La photo, prise lundi 8 mai, est saisissante. Sur une place de l’Étoile déserte, un écran géant projette le visage fermé d’Emmanuel Macron. Seul. Aucun Français n’est présent pour participer aux cérémonies commémorant la Victoire de 1945, du jamais vu. La distance presque glaçante que montre cette photo, prise par Denis Allard, entre le chef de l’État et la population, illustre toute la solitude dans laquelle se trouve le président de la République depuis qu’il a fait adopter sans vote une réforme des retraites massivement rejetée par les Français.

Sans alliés politiques au Parlement où il est minoritaire depuis juin 2022, et parfois avec des alliés remuants comme peuvent l’être ceux du MoDem et d’Horizons, sans partenaire syndical puisque tous se sont unis contre la réforme des retraites, sans soutien populaire, sa cote de popularité étant au plus bas, sans même la satisfaction de voir les milieux économiques saluer son inflexibilité, l’agence Fitch ayant dégradé la note de la France, s’inquiétant du blocage politique et du climat social en France, Emmanuel Macron est plus isolé que jamais et seule sa majorité croit encore que le Président reste audible des Français, alors que ses déplacements sur le terrain tiennent davantage de visites de villages Potemkine où les casserolades sont tenues à bonne distance…

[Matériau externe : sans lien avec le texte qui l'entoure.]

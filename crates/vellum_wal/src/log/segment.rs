//! Segment files.
//!
//! A log directory holds one file per segment, named by the segment id
//! in fixed-width hex so lexicographic and numeric order agree. Disk
//! space is reclaimed by deleting whole segment files, never by
//! rewriting one.

use std::path::{Path, PathBuf};

use vellum_storage::{FileBackend, StorageBackend};

use crate::error::WalResult;
use crate::page::{self, PageCheck, PageCipher};

const SEGMENT_PREFIX: &str = "vlog_";
const SEGMENT_SUFFIX: &str = ".wal";

/// File name of a segment.
#[must_use]
pub fn segment_file_name(segment: u64) -> String {
    format!("{SEGMENT_PREFIX}{segment:016x}{SEGMENT_SUFFIX}")
}

/// Full path of a segment file inside a log directory.
#[must_use]
pub fn segment_path(dir: &Path, segment: u64) -> PathBuf {
    dir.join(segment_file_name(segment))
}

/// Parses a segment id back out of a file name. Returns `None` for
/// files that are not segments.
#[must_use]
pub fn parse_segment_file_name(name: &str) -> Option<u64> {
    let digits = name
        .strip_prefix(SEGMENT_PREFIX)?
        .strip_suffix(SEGMENT_SUFFIX)?;
    if digits.len() != 16 {
        return None;
    }
    u64::from_str_radix(digits, 16).ok()
}

/// Lists the segments present in a directory, oldest first.
pub fn list_segments(dir: &Path) -> WalResult<Vec<u64>> {
    let mut segments = Vec::new();
    for entry in std::fs::read_dir(dir)? {
        let entry = entry?;
        if let Some(name) = entry.file_name().to_str() {
            if let Some(segment) = parse_segment_file_name(name) {
                segments.push(segment);
            }
        }
    }
    segments.sort_unstable();
    Ok(segments)
}

/// Opens the backend of an existing segment file.
pub fn open_segment(dir: &Path, segment: u64) -> WalResult<FileBackend> {
    Ok(FileBackend::open(&segment_path(dir, segment))?)
}

/// What a sequential page scan of a segment found.
#[derive(Debug, Clone, Copy, PartialEq, Eq)]
pub struct SegmentInspection {
    /// Pages that validated, counted from the front. Everything after
    /// the first broken page is the torn tail.
    pub valid_pages: u64,
    /// Largest operation id stamped on any valid page.
    pub max_operation_id: u32,
}

/// Walks a segment front to back, validating each page, and reports
/// how much of it is intact.
pub fn inspect_segment(
    backend: &FileBackend,
    segment: u64,
    page_size: usize,
    cipher: Option<&PageCipher>,
) -> WalResult<SegmentInspection> {
    let size = backend.size()?;
    let mut inspection = SegmentInspection {
        valid_pages: 0,
        max_operation_id: 0,
    };

    let mut offset = 0u64;
    while offset + page_size as u64 <= size {
        let mut page = backend.read_at(offset, page_size)?;
        let page_index = offset / page_size as u64;
        match page::check_page(&mut page, segment, page_index, cipher)? {
            PageCheck::Valid(info) => {
                inspection.valid_pages += 1;
                inspection.max_operation_id =
                    inspection.max_operation_id.max(info.last_operation_id);
            }
            PageCheck::Broken => break,
        }
        offset += page_size as u64;
    }

    Ok(inspection)
}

Comment sortir de ce bourbier dans lequel il s’est enlisé tout seul, et dans lequel il a précipité le pays ? Comment retrouver l’allant qui l’avait porté à l’Elysée en 2017 ? Emmanuel Macron assure qu’il veut avancer et s’est donné cent jours, jusqu’au 14 juillet, pour tourner la page des retraites – ce qui est encore loin d’être acquis avec la journée de mobilisation de l’intersyndicale le 6 juin et l’examen de la proposition de loi Liot d’abrogation de ce texte deux jours plus tard. Elisabeth Borne a été chargée de piloter une feuille de route pour répondre aux préoccupations du quotidien, mais celle-ci est tellement touffue et pléthorique, mélangeant grands projets et mesures de niveau préfectoral, que rien n’a finalement imprimé dans l’opinion.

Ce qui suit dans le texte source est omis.